Unemployment Stories, Vol. Five: ‘I Go to Bed Every Night Hoping I Won’t Wake Up’

Gawker
Hamilton Nolan
August 13, 2012




Every week, we're bringing you true stories from those caught in the unemployment crisis. The official U.S. unemployment rate is 8.3 percent; the true rate of hopelessness is much higher. This week: cops, businessmen, lawyers, students, academics, and other fellow Americans. This is what's happening out there.

    The former cop

    I quit my job in August of 2011. I was a cop and after ten years I had decided I had enough. I worked with corrupt, racist officers and for even more racist and corrupt bosses. I tried to stick it out best I could. I went to IAD. I got promoted so I could maybe make changes myself when my request for assistance with IAD went ignored. The harassment only got worse. It's bad enough being a woman in a man's world, but try being one who won't go help steal personal property or let you beat up that black man. Every day was emotional warfare. It was tough, but I was tough. For a while. There comes a point when you just can't stomach it anymore.
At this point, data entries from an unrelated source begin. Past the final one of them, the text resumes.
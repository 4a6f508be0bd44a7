use std::time::{Duration, Instant};

use log::info;

use crate::coordinator::{CancelToken, SegmentationJob};
use crate::error::AudioSegError;
use crate::naming;
use crate::plan::SegmentPlan;
use crate::sink::{self, CreateMode};
use crate::source::{self, AudioFormat, FrameSource};

/// Stops a stream once the job is cancelled or the segment runs too long.
///
/// Both checks run between chunks. A read that blocks inside the decoder is
/// not interrupted, so the deadline can be overshot by one packet's decode.
struct Guarded<S> {
    inner: S,
    index: u32,
    cancel: CancelToken,
    deadline: Option<(Instant, Duration)>,
}

impl<S: FrameSource> FrameSource for Guarded<S> {
    fn format(&self) -> AudioFormat {
        self.inner.format()
    }

    fn next_chunk(&mut self) -> Result<Option<&[f32]>, AudioSegError> {
        if self.cancel.is_cancelled() {
            return Err(AudioSegError::Cancelled(self.index));
        }
        if let Some((deadline, timeout)) = self.deadline {
            if Instant::now() >= deadline {
                return Err(AudioSegError::TimedOut {
                    index: self.index,
                    timeout_ms: timeout.as_millis(),
                });
            }
        }
        self.inner.next_chunk()
    }
}

/// Extract `plan` from the job's source into its own file.
///
/// The source is decoded afresh, so nothing here is shared with sibling
/// workers except the read-only job and the cancellation flag. Returns the
/// number of frames written.
pub(crate) fn run_segment(
    job: &SegmentationJob,
    plan: &SegmentPlan,
    cancel: &CancelToken,
    timeout: Option<Duration>,
) -> Result<u64, AudioSegError> {
    if cancel.is_cancelled() {
        return Err(AudioSegError::Cancelled(plan.index));
    }

    let started = Instant::now();
    info!(
        "started segment {} from frame {} ({} frames)",
        plan.index, plan.start_frame, plan.length_frames
    );

    let mut stream = source::open(&job.source)?;
    stream.seek(plan.start_frame)?;

    let mut clip = Guarded {
        inner: stream.take(plan.length_frames),
        index: plan.index,
        cancel: cancel.clone(),
        deadline: timeout.map(|timeout| (started + timeout, timeout)),
    };

    naming::ensure_dir(&job.naming.dir)?;
    let path = job.naming.path_for(plan.index);
    info!("encoding segment {} to '{}'", plan.index, path.display());

    let frames = sink::write_wav(
        &path,
        &mut clip,
        job.encoding,
        CreateMode::from_overwrite(job.overwrite),
    )?;

    if frames == 0 {
        // Only reachable when the container did not record its length.
        sink::discard(&path);
        return Err(AudioSegError::SeekOutOfRange {
            path: job.source.clone(),
            requested: plan.start_frame,
            available: job.total_frames,
        });
    }

    info!(
        "finished segment {} ({frames} frames) in {:.2?}",
        plan.index,
        started.elapsed()
    );
    Ok(frames)
}
use std::path::PathBuf;
use std::time::Duration;

use symphonia::core::errors::Error as SymphoniaError;
use thiserror::Error;

use crate::source::AudioFormat;

/// Errors that can occur while segmenting, collating or mixing audio files.
#[derive(Debug, Error)]
pub enum AudioSegError {
    /// The requested segment length is zero or rounds down to zero frames.
    #[error("segment length must be greater than zero")]
    InvalidSegmentLength,

    /// The overlap would make consecutive windows overlap entirely.
    #[error("overlap of {overlap_frames} frames must be shorter than the segment length of {segment_frames} frames")]
    OverlapExceedsSegment {
        overlap_frames: u64,
        segment_frames: u64,
    },

    /// Same check as [`AudioSegError::OverlapExceedsSegment`], before the
    /// sample rate is known.
    #[error("overlap of {overlap:?} must be shorter than the segment length of {segment:?}")]
    OverlapTooLong { overlap: Duration, segment: Duration },

    /// A file name cannot be derived from the input path.
    #[error("failed to derive a base name for '{}'", .0.display())]
    InvalidInputName(PathBuf),

    /// The source decodes to zero frames.
    #[error("'{}' contains no audio frames", .0.display())]
    EmptySource(PathBuf),

    /// Splitting would produce more segments than the configured limit.
    #[error("splitting would produce {planned} segments, more than the limit of {limit}")]
    SegmentLimitExceeded { planned: u64, limit: u64 },

    /// The volume passed to mix is NaN or infinite.
    #[error("volume must be a finite number, got {0}")]
    InvalidVolume(f64),

    /// Collate found nothing to concatenate.
    #[error("no input files found in '{}'", .0.display())]
    NoInputFiles(PathBuf),

    /// Collate inputs disagree on sample rate or channel count.
    #[error("'{}' is {found} but the collation is {expected}", .path.display())]
    FormatMismatch {
        path: PathBuf,
        expected: AudioFormat,
        found: AudioFormat,
    },

    #[error("failed to open '{}'", .path.display())]
    Open {
        path: PathBuf,
        #[source]
        source: std::io::Error,
    },

    #[error("failed to decode '{}'", .path.display())]
    Decode {
        path: PathBuf,
        #[source]
        source: SymphoniaError,
    },

    #[error("'{}' does not provide a default track", .0.display())]
    MissingDefaultTrack(PathBuf),

    #[error("'{}' uses an unsupported codec", .0.display())]
    UnsupportedCodec(PathBuf),

    #[error("'{}' does not advertise a sample rate", .0.display())]
    MissingSampleRate(PathBuf),

    #[error("'{}' does not advertise a channel layout", .0.display())]
    MissingChannels(PathBuf),

    /// The requested start lies at or beyond the end of the stream.
    #[error("cannot seek '{}' to frame {requested}: stream ends at frame {available}", .path.display())]
    SeekOutOfRange {
        path: PathBuf,
        requested: u64,
        available: u64,
    },

    #[error("failed to create directory '{}'", .path.display())]
    CreateDirectory {
        path: PathBuf,
        #[source]
        source: std::io::Error,
    },

    /// The destination exists and overwriting was not requested.
    #[error("output file '{}' already exists (use --overwrite to replace it)", .0.display())]
    OutputExists(PathBuf),

    #[error("failed to create '{}'", .path.display())]
    CreateFile {
        path: PathBuf,
        #[source]
        source: std::io::Error,
    },

    #[error("failed to encode '{}'", .path.display())]
    Encode {
        path: PathBuf,
        #[source]
        source: hound::Error,
    },

    /// The job was cancelled before or while this segment was processed.
    #[error("segment {0} was cancelled")]
    Cancelled(u32),

    #[error("segment {index} exceeded the timeout of {timeout_ms}ms")]
    TimedOut { index: u32, timeout_ms: u128 },

    #[error("failed to start the worker pool")]
    ThreadPool(#[from] rayon::ThreadPoolBuildError),
}

/// Coarse classification of [`AudioSegError`] used for reporting.
#[derive(Clone, Copy, Debug, PartialEq, Eq, Hash)]
pub enum ErrorKind {
    Configuration,
    SourceAccess,
    SeekOutOfRange,
    Encode,
    Interrupted,
    Internal,
}

impl AudioSegError {
    pub fn kind(&self) -> ErrorKind {
        match self {
            Self::InvalidSegmentLength
            | Self::OverlapExceedsSegment { .. }
            | Self::OverlapTooLong { .. }
            | Self::InvalidInputName(_)
            | Self::EmptySource(_)
            | Self::SegmentLimitExceeded { .. }
            | Self::InvalidVolume(_)
            | Self::NoInputFiles(_)
            | Self::FormatMismatch { .. } => ErrorKind::Configuration,
            Self::Open { .. }
            | Self::Decode { .. }
            | Self::MissingDefaultTrack(_)
            | Self::UnsupportedCodec(_)
            | Self::MissingSampleRate(_)
            | Self::MissingChannels(_) => ErrorKind::SourceAccess,
            Self::SeekOutOfRange { .. } => ErrorKind::SeekOutOfRange,
            Self::CreateDirectory { .. }
            | Self::OutputExists(_)
            | Self::CreateFile { .. }
            | Self::Encode { .. } => ErrorKind::Encode,
            Self::Cancelled(_) | Self::TimedOut { .. } => ErrorKind::Interrupted,
            Self::ThreadPool(_) => ErrorKind::Internal,
        }
    }

    pub(crate) fn decode(path: impl Into<PathBuf>, source: SymphoniaError) -> Self {
        Self::Decode {
            path: path.into(),
            source,
        }
    }

    pub(crate) fn encode(path: impl Into<PathBuf>, source: hound::Error) -> Self {
        match source {
            hound::Error::IoError(err) => Self::CreateFile {
                path: path.into(),
                source: err,
            },
            other => Self::Encode {
                path: path.into(),
                source: other,
            },
        }
    }
}
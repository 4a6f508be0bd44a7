//! Decoding of source files into interleaved `f32` frames.
//!
//! Every call to [`open`] probes the file from scratch. A [`DecodedStream`]
//! owns its reader, decoder and position, and is never handed to another
//! worker, so segments can be cut concurrently out of the same file.

use std::fmt;
use std::fs::File;
use std::path::{Path, PathBuf};

use log::{debug, warn};
use symphonia::core::audio::SampleBuffer;
use symphonia::core::codecs::{Decoder, DecoderOptions, CODEC_TYPE_NULL};
use symphonia::core::errors::{Error as SymphoniaError, SeekErrorKind};
use symphonia::core::formats::{FormatOptions, FormatReader, SeekMode, SeekTo};
use symphonia::core::io::MediaSourceStream;
use symphonia::core::meta::MetadataOptions;
use symphonia::core::probe::Hint;
use symphonia::core::units::TimeBase;
use symphonia::default::{get_codecs, get_probe};

use crate::error::AudioSegError;

/// Sample rate and channel count of a decoded stream.
#[derive(Clone, Copy, Debug, PartialEq, Eq, Hash)]
pub struct AudioFormat {
    pub sample_rate: u32,
    pub channels: u16,
}

impl fmt::Display for AudioFormat {
    fn fmt(&self, f: &mut fmt::Formatter<'_>) -> fmt::Result {
        write!(f, "{} Hz, {} channel(s)", self.sample_rate, self.channels)
    }
}

/// What a single probe of a file reveals.
#[derive(Clone, Copy, Debug, PartialEq, Eq)]
pub struct SourceInfo {
    pub format: AudioFormat,
    pub total_frames: u64,
}

/// A finite sequence of interleaved sample frames.
pub trait FrameSource {
    fn format(&self) -> AudioFormat;

    /// Return the next run of interleaved samples, or `None` at end of stream.
    ///
    /// Chunks always hold a whole number of frames.
    fn next_chunk(&mut self) -> Result<Option<&[f32]>, AudioSegError>;

    /// Bound this source to at most `frames` frames.
    fn take(self, frames: u64) -> Take<Self>
    where
        Self: Sized,
    {
        Take {
            inner: self,
            remaining: frames,
        }
    }
}

impl<S: FrameSource + ?Sized> FrameSource for &mut S {
    fn format(&self) -> AudioFormat {
        (**self).format()
    }

    fn next_chunk(&mut self) -> Result<Option<&[f32]>, AudioSegError> {
        (**self).next_chunk()
    }
}

/// Adapter returned by [`FrameSource::take`].
///
/// Running out of input before `remaining` reaches zero simply ends the stream.
#[derive(Debug)]
pub struct Take<S> {
    inner: S,
    remaining: u64,
}

impl<S> Take<S> {
    pub fn remaining(&self) -> u64 {
        self.remaining
    }
}

impl<S: FrameSource> FrameSource for Take<S> {
    fn format(&self) -> AudioFormat {
        self.inner.format()
    }

    fn next_chunk(&mut self) -> Result<Option<&[f32]>, AudioSegError> {
        if self.remaining == 0 {
            return Ok(None);
        }

        let channels = usize::from(self.inner.format().channels);
        match self.inner.next_chunk()? {
            None => Ok(None),
            Some(chunk) => {
                let frames = (chunk.len() / channels) as u64;
                let keep = frames.min(self.remaining);
                self.remaining -= keep;
                Ok(Some(&chunk[..keep as usize * channels]))
            }
        }
    }
}

/// A freshly opened, exclusively owned decode of one file.
pub struct DecodedStream {
    path: PathBuf,
    reader: Box<dyn FormatReader>,
    decoder: Box<dyn Decoder>,
    track_id: u32,
    time_base: Option<TimeBase>,
    format: AudioFormat,
    total_frames: Option<u64>,
    /// First frame the consumer still wants; earlier frames are discarded.
    cursor: u64,
    buffer: Option<SampleBuffer<f32>>,
}

impl fmt::Debug for DecodedStream {
    fn fmt(&self, f: &mut fmt::Formatter<'_>) -> fmt::Result {
        f.debug_struct("DecodedStream")
            .field("path", &self.path)
            .field("format", &self.format)
            .field("total_frames", &self.total_frames)
            .field("cursor", &self.cursor)
            .finish_non_exhaustive()
    }
}

/// Open `path` and prepare a decoder for its default track.
pub fn open(path: &Path) -> Result<DecodedStream, AudioSegError> {
    let mut hint = Hint::new();
    if let Some(extension) = path.extension().and_then(|ext| ext.to_str()) {
        hint.with_extension(extension);
    }

    let file = File::open(path).map_err(|source| AudioSegError::Open {
        path: path.to_path_buf(),
        source,
    })?;
    let mss = MediaSourceStream::new(Box::new(file), Default::default());

    let format_opts = FormatOptions {
        enable_gapless: true,
        ..Default::default()
    };
    let probed = get_probe()
        .format(&hint, mss, &format_opts, &MetadataOptions::default())
        .map_err(|err| AudioSegError::decode(path, err))?;
    let reader = probed.format;

    let track = reader
        .default_track()
        .ok_or_else(|| AudioSegError::MissingDefaultTrack(path.to_path_buf()))?;
    if track.codec_params.codec == CODEC_TYPE_NULL {
        return Err(AudioSegError::UnsupportedCodec(path.to_path_buf()));
    }

    let params = track.codec_params.clone();
    let track_id = track.id;

    let sample_rate = params
        .sample_rate
        .ok_or_else(|| AudioSegError::MissingSampleRate(path.to_path_buf()))?;
    let channels = params
        .channels
        .map(|channels| channels.count() as u16)
        .filter(|&count| count > 0)
        .ok_or_else(|| AudioSegError::MissingChannels(path.to_path_buf()))?;

    let decoder = get_codecs()
        .make(&params, &DecoderOptions::default())
        .map_err(|err| AudioSegError::decode(path, err))?;

    Ok(DecodedStream {
        path: path.to_path_buf(),
        reader,
        decoder,
        track_id,
        time_base: params.time_base,
        format: AudioFormat {
            sample_rate,
            channels,
        },
        total_frames: params.n_frames,
        cursor: 0,
        buffer: None,
    })
}

/// Learn the format and length of `path`.
///
/// Containers that do not record their length are decoded to the end.
pub fn probe(path: &Path) -> Result<SourceInfo, AudioSegError> {
    let mut stream = open(path)?;
    let total_frames = match stream.total_frames() {
        Some(frames) => frames,
        None => {
            debug!("'{}' has no frame count, decoding to measure", path.display());
            stream.count_remaining()?
        }
    };

    Ok(SourceInfo {
        format: stream.format(),
        total_frames,
    })
}

impl DecodedStream {
    pub fn path(&self) -> &Path {
        &self.path
    }

    /// Length in frames as recorded by the container, if any.
    pub fn total_frames(&self) -> Option<u64> {
        self.total_frames
    }

    /// Position the stream so the next chunk starts exactly at `frame`.
    pub fn seek(&mut self, frame: u64) -> Result<(), AudioSegError> {
        if let Some(total) = self.total_frames {
            if frame >= total {
                return Err(self.out_of_range(frame, total));
            }
        }

        if frame > 0 {
            let ts = self.frame_to_ts(frame);
            let seek = self.reader.seek(
                SeekMode::Accurate,
                SeekTo::TimeStamp {
                    ts,
                    track_id: self.track_id,
                },
            );
            match seek {
                Ok(seeked) => {
                    debug!(
                        "seeked '{}' to ts {} for frame {frame}",
                        self.path.display(),
                        seeked.actual_ts
                    );
                    self.decoder.reset();
                }
                Err(SymphoniaError::SeekError(SeekErrorKind::OutOfRange)) => {
                    let available = self.total_frames.unwrap_or(frame);
                    return Err(self.out_of_range(frame, available));
                }
                Err(SymphoniaError::SeekError(_)) | Err(SymphoniaError::Unsupported(_)) => {
                    debug!(
                        "'{}' is not seekable, discarding frames up to {frame}",
                        self.path.display()
                    );
                }
                Err(err) => return Err(AudioSegError::decode(&self.path, err)),
            }
        }

        self.cursor = frame;
        Ok(())
    }

    fn out_of_range(&self, requested: u64, available: u64) -> AudioSegError {
        AudioSegError::SeekOutOfRange {
            path: self.path.clone(),
            requested,
            available,
        }
    }

    fn count_remaining(&mut self) -> Result<u64, AudioSegError> {
        let channels = usize::from(self.format.channels);
        let mut frames = 0u64;
        while let Some(chunk) = self.next_chunk()? {
            frames += (chunk.len() / channels) as u64;
        }
        Ok(frames)
    }

    fn ts_to_frame(&self, ts: u64) -> u64 {
        match self.time_base {
            Some(tb) if !(tb.numer == 1 && tb.denom == self.format.sample_rate) => {
                let scaled = u128::from(ts) * u128::from(tb.numer) * u128::from(self.format.sample_rate);
                (scaled / u128::from(tb.denom.max(1))) as u64
            }
            _ => ts,
        }
    }

    fn frame_to_ts(&self, frame: u64) -> u64 {
        match self.time_base {
            Some(tb) if !(tb.numer == 1 && tb.denom == self.format.sample_rate) => {
                let scaled = u128::from(frame) * u128::from(tb.denom);
                let per = u128::from(tb.numer) * u128::from(self.format.sample_rate);
                (scaled / per.max(1)) as u64
            }
            _ => frame,
        }
    }
}

impl FrameSource for DecodedStream {
    fn format(&self) -> AudioFormat {
        self.format
    }

    fn next_chunk(&mut self) -> Result<Option<&[f32]>, AudioSegError> {
        loop {
            let packet = match self.reader.next_packet() {
                Ok(packet) => packet,
                Err(SymphoniaError::IoError(err))
                    if err.kind() == std::io::ErrorKind::UnexpectedEof =>
                {
                    return Ok(None);
                }
                Err(SymphoniaError::ResetRequired) => return Ok(None),
                Err(err) => return Err(AudioSegError::decode(&self.path, err)),
            };

            if packet.track_id() != self.track_id {
                continue;
            }

            let start = self.ts_to_frame(packet.ts());
            let decoded = match self.decoder.decode(&packet) {
                Ok(decoded) => decoded,
                Err(SymphoniaError::DecodeError(reason)) => {
                    warn!(
                        "skipping corrupt packet in '{}': {reason}",
                        self.path.display()
                    );
                    continue;
                }
                Err(err) => return Err(AudioSegError::decode(&self.path, err)),
            };

            let frames = decoded.frames() as u64;
            let end = start + frames;
            if frames == 0 || end <= self.cursor {
                continue;
            }

            let spec = *decoded.spec();
            let capacity = decoded.capacity();
            let needed = capacity * spec.channels.count();
            if self
                .buffer
                .as_ref()
                .is_some_and(|buffer| buffer.capacity() < needed)
            {
                self.buffer = None;
            }
            let buffer = self
                .buffer
                .get_or_insert_with(|| SampleBuffer::new(capacity as u64, spec));
            buffer.copy_interleaved_ref(decoded);

            let skip = self.cursor.saturating_sub(start) as usize;
            self.cursor = end;
            let channels = usize::from(self.format.channels);
            return Ok(Some(&buffer.samples()[skip * channels..]));
        }
    }
}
So, for the sake of my sanity and to keep me from actually driving off the bridge on the way to work like I had envisioned myself doing many times over the past decade, I quit and decided to finish my Master's degree. I thought I would have no problem finding another job, after all I have a BS and a BA, not to mention I'm a decorated veteran and have a diverse resume. Boy, was I wrong.

    I've been looking for work for almost a year now. I've been surviving on my GI Bill, I have been denied unemployment and I've watched my credit sink as the credit card bills pile up. Just last month my car was repo'd. Inside was everything I owned since I was partly living out of it. I have no f family to turn to, and I don't want to burden the few close friends I have, but I've been doing my best to keep a positive outlook. but it's hard. The few people I've talked to about this seem to not understand how soul crushing it can be to not be able to contribute to society. The GI Bill is alright, but it's not enough to live off of. In a few weeks, I will be homeless. I've been working since I was 14. I'm 32 now. I'm 32 and go to bed every night hoping I won't wake up in the morning. I thought I was depressed before, well I hadn't seen anything yet. I've researched on the internet, looking for ways to kill myself painlessly, but so far I've come up with nothing. So here I am.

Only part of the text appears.